> _Requirement_: Please repeat the lines below, exactly and only, from the one that holds "repository 318b4aee3a1492b4" through the one that holds "use serde_json::json;".

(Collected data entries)
^^^^

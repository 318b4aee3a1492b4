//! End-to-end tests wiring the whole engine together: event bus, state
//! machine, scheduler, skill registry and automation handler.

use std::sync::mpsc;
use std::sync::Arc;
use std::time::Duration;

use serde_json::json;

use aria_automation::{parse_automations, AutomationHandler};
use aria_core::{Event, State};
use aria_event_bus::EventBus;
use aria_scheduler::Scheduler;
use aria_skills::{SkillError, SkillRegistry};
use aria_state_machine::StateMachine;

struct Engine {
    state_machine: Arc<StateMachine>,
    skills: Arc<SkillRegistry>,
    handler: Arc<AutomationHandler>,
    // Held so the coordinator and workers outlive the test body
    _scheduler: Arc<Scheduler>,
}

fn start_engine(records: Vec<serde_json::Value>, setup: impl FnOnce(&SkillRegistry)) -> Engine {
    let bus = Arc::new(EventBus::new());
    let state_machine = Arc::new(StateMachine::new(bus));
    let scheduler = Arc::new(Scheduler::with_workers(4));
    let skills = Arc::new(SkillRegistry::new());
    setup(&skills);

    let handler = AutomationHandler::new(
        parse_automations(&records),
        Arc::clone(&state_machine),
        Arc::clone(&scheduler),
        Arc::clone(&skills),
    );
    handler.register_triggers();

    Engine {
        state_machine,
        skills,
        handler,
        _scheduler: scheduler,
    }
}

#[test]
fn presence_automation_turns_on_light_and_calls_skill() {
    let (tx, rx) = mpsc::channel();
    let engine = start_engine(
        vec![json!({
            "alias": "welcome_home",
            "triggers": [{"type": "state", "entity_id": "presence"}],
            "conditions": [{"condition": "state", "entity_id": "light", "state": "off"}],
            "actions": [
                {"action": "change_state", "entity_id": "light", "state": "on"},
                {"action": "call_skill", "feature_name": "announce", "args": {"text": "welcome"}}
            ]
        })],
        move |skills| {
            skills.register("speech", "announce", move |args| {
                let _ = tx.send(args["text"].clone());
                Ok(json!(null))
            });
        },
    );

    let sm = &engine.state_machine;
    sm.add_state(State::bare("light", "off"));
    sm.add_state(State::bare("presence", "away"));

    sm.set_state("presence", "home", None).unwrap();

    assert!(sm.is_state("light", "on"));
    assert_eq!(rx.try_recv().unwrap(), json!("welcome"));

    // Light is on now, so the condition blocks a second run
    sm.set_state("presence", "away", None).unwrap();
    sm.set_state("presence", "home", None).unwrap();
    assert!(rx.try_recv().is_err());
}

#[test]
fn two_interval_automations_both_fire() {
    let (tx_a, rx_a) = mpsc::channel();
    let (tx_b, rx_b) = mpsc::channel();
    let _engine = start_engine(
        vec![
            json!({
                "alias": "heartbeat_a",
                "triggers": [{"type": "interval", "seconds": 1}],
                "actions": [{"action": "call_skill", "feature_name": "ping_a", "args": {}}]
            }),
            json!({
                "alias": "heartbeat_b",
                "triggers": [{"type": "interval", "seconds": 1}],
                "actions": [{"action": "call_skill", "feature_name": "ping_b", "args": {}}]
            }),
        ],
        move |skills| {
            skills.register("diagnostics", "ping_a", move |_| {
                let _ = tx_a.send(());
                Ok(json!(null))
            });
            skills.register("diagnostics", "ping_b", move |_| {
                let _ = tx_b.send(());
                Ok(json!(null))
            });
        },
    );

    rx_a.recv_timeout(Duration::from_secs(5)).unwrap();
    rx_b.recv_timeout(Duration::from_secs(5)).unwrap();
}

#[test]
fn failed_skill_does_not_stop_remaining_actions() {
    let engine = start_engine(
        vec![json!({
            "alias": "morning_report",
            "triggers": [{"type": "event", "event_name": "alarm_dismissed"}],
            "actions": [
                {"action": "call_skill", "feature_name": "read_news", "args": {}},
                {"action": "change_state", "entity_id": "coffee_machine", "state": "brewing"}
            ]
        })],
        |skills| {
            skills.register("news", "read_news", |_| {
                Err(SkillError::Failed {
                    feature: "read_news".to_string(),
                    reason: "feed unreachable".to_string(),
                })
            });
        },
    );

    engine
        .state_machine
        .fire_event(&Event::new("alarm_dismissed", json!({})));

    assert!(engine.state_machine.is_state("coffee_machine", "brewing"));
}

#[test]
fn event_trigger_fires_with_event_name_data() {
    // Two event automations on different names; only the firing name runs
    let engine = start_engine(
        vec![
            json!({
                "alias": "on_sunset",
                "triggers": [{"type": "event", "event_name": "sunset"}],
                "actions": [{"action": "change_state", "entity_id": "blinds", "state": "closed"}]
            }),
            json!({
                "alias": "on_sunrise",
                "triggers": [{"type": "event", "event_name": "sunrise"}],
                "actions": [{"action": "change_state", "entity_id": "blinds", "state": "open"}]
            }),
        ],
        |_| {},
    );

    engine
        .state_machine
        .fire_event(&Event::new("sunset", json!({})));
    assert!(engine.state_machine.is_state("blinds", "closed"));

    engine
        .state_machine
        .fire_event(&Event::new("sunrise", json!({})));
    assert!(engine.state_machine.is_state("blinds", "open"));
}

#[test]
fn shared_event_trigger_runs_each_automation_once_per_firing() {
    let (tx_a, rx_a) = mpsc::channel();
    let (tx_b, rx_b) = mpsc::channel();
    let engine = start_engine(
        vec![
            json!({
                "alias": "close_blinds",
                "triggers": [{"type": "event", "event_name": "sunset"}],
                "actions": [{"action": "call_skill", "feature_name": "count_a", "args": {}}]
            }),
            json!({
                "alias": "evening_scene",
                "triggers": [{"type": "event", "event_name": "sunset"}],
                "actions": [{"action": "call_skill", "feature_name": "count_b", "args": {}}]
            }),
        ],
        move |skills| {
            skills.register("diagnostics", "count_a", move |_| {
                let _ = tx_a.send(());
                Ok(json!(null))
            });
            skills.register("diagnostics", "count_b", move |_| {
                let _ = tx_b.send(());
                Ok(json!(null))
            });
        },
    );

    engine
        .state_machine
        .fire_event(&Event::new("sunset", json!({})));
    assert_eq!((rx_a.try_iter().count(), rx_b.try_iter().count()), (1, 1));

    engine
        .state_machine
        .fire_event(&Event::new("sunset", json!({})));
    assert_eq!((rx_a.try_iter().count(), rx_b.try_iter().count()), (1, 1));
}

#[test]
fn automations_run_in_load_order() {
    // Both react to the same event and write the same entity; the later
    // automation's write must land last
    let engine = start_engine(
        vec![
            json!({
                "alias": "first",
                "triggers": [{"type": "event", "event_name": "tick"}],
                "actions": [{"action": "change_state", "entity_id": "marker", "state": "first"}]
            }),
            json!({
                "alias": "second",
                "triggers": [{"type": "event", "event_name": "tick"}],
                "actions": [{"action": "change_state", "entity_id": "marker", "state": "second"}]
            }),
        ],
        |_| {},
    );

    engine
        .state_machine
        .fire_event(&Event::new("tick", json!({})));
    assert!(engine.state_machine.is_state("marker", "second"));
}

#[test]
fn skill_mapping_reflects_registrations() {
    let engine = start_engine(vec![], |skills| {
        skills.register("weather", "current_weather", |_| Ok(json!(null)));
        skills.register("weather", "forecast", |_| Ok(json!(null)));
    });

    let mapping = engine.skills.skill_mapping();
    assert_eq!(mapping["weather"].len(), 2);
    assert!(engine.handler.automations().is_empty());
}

^^^^

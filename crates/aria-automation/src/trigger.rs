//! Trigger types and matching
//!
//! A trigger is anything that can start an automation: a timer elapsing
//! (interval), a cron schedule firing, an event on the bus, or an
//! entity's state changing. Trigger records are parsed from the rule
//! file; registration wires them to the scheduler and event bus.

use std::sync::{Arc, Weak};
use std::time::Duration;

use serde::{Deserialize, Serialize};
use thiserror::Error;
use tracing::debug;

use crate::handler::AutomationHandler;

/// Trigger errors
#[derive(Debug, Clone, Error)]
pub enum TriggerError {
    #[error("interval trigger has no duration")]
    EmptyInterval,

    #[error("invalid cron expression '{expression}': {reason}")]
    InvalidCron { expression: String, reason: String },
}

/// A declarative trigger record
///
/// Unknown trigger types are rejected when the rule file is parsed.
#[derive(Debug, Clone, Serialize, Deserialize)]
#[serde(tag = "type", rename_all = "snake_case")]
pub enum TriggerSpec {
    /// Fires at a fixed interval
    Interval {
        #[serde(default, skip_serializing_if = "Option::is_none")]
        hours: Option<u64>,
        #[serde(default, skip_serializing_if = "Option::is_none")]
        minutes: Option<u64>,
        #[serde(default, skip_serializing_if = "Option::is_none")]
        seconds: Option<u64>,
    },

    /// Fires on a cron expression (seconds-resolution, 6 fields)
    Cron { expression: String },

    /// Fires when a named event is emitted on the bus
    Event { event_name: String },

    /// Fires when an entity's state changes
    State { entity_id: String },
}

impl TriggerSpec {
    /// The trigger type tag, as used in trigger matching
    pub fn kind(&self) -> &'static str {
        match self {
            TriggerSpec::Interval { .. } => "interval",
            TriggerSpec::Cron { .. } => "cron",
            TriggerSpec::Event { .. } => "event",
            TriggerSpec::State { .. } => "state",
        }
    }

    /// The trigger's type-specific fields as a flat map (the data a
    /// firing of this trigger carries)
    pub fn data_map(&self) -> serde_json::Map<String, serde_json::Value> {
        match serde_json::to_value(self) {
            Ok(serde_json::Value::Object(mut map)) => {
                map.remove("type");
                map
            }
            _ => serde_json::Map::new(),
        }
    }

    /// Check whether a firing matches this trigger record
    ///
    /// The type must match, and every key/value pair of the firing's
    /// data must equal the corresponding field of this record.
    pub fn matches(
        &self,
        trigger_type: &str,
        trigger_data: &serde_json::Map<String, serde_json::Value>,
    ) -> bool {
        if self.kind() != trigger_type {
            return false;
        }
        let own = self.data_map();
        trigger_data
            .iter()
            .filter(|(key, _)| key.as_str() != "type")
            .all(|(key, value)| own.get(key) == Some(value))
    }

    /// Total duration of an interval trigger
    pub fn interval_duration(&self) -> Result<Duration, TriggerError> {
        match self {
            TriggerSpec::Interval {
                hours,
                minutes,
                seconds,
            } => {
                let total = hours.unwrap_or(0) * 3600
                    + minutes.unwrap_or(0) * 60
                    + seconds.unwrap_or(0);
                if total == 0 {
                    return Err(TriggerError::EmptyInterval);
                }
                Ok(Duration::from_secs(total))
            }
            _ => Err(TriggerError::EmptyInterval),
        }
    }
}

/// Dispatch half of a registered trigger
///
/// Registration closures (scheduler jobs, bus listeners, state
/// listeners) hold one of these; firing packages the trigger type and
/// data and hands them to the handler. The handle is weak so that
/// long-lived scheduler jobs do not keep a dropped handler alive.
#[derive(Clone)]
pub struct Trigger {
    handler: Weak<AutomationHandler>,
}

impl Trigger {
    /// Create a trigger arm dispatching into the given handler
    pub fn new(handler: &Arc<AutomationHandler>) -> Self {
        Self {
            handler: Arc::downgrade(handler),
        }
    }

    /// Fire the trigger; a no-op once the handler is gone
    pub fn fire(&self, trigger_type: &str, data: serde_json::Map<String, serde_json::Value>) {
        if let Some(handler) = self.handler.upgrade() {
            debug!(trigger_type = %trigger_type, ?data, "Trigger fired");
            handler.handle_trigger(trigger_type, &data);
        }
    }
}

^^^^

> _Output_:
repository 318b4aee3a1492b4
//! End-to-end tests wiring the whole engine together: event bus, state
//! machine, scheduler, skill registry and automation handler.

use std::sync::mpsc;
use std::sync::Arc;
use std::time::Duration;

use serde_json::json;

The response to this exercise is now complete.